That’s where most of the workflow discussion stops

BetterUp Labs and Stanford research — the original September 2025 HBR study and a follow-up in January 2026 — put the numbers in perspective. 40 percent of employees experienced a work slop last month. Each event costs just two hours to clean. For a company with 10,000 people, that figures out to about $9 million a year, gone, to fix AI-powered work that was supposed to save time.

The number that hits me hardest comes from Asana’s State of AI at Work study. Only 19% of knowledge workers say they have clarity on what types of work AI should perform in their role. That figure explains all the data.
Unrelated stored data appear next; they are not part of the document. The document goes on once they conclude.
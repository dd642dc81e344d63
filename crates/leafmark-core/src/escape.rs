pub(crate) fn escape_html(text: &str) -> String {
    let mut out = String::new();
    for ch in text.chars() {
        match ch {
            '&' => out.push_str("&amp;"),
            '<' => out.push_str("&lt;"),
            '>' => out.push_str("&gt;"),
            _ => out.push(ch),
        }
    }
    out
}
// End-to-end run of the real binary.
// - Requires a TTY; uses expectrl which allocates a pseudo terminal.
// - Unix-only and ignored by default. Run with
//   `cargo test --test integration_tty_session -- --ignored`.

#![cfg(unix)]

use std::time::Duration;

use expectrl::{spawn, Eof};

#[test]
#[ignore]
fn starts_a_manual_session_and_quits() -> Result<(), Box<dyn std::error::Error>> {
    let home = tempfile::tempdir()?;
    let config = home.path().join("prefs.json");
    let bin = assert_cmd::cargo::cargo_bin("quizbreak");
    let cmd = format!(
        "env HOME={} {} --no-speech --config {} -g 1",
        home.path().display(),
        bin.display(),
        config.display()
    );

    let mut p = spawn(cmd)?;
    std::thread::sleep(Duration::from_millis(300));

    // start exercises by hand, then give up on them
    p.send("x")?;
    std::thread::sleep(Duration::from_millis(200));
    p.send("\x1b")?;
    std::thread::sleep(Duration::from_millis(200));

    p.send("q")?;
    p.expect(Eof)?;

    assert!(config.exists());
    Ok(())
}
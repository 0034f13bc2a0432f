use directories::ProjectDirs;
use std::path::PathBuf;

const APP_NAME: &str = "quizbreak";

/// Centralized application directory resolution
pub struct AppDirs;

impl AppDirs {
    /// `~/.local/state/quizbreak`, or the platform data dir without `HOME`
    pub fn state_dir() -> Option<PathBuf> {
        if let Ok(home) = std::env::var("HOME") {
            Some(
                PathBuf::from(home)
                    .join(".local")
                    .join("state")
                    .join(APP_NAME),
            )
        } else {
            ProjectDirs::from("", "", APP_NAME).map(|dirs| dirs.data_local_dir().to_path_buf())
        }
    }

    pub fn history_path() -> Option<PathBuf> {
        Self::state_dir().map(|dir| dir.join("history.db"))
    }

    pub fn log_path() -> Option<PathBuf> {
        Self::state_dir().map(|dir| dir.join("quizbreak.log"))
    }

    pub fn config_path() -> PathBuf {
        ProjectDirs::from("", "", APP_NAME)
            .map(|dirs| dirs.config_dir().join("preferences.json"))
            .unwrap_or_else(|| PathBuf::from("quizbreak_preferences.json"))
    }
}
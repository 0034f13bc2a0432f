use itertools::Itertools;
use rand::Rng;

use crate::games::GameKind;
use crate::session::SessionError;

/// Builds game sequences without repeating a kind back to back.
///
/// `last_kind` outlives a single call so the first game of a session also
/// differs from the last game of the previous one.
#[derive(Debug, Default, Clone)]
pub struct GameSelector {
    last_kind: Option<GameKind>,
}

impl GameSelector {
    pub fn new() -> Self {
        Self::default()
    }

    pub fn last_kind(&self) -> Option<GameKind> {
        self.last_kind
    }

    /// Draws `count` kinds from `enabled`, or from `registered` when nothing
    /// is enabled. Each kind is used once before the pool refills; a refill
    /// leaves out the kind picked just before it. A single kind pool simply
    /// repeats.
    pub fn select<R: Rng + ?Sized>(
        &mut self,
        enabled: &[GameKind],
        registered: &[GameKind],
        count: usize,
        rng: &mut R,
    ) -> Result<Vec<GameKind>, SessionError> {
        let source = if enabled.is_empty() {
            tracing::info!("no games enabled, using every registered game");
            registered
        } else {
            enabled
        };
        let pool: Vec<GameKind> = source.iter().copied().unique().collect();
        if pool.is_empty() {
            return Err(SessionError::NoGamesAvailable);
        }

        let mut available: Vec<usize> = Vec::with_capacity(pool.len());
        let mut sequence = Vec::with_capacity(count);

        for _ in 0..count {
            if available.is_empty() {
                available.extend(0..pool.len());
                if pool.len() > 1 {
                    if let Some(last) = self.last_kind {
                        available.retain(|&idx| pool[idx] != last);
                    }
                }
            }

            let idx = available.swap_remove(rng.gen_range(0..available.len()));
            sequence.push(pool[idx]);
            self.last_kind = Some(pool[idx]);
        }

        Ok(sequence)
    }
}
The biggest fix in the conversation right now is the one I’ve been on the phone with for the past six months. Leaders must demonstrate meaningful use of AI. Teams should set clear guard lines. Individuals must develop what BetterUp calls a pilot mindset.

Human AI output should reach the same level as human output alone. Greg Kihlstrom’s latest piece for MarTech extends the argument into a more marketing-specific space, telling marketing leaders to step up and define the handoff lines with IT, legal, and procurement.

All of this is fine. Nothing is wrong. And every part of it puts the burden on the same place: each promoter, each leader, each person’s attitude. That’s the layer many teams have pulled over in the last 18 months, and the real fix lies elsewhere.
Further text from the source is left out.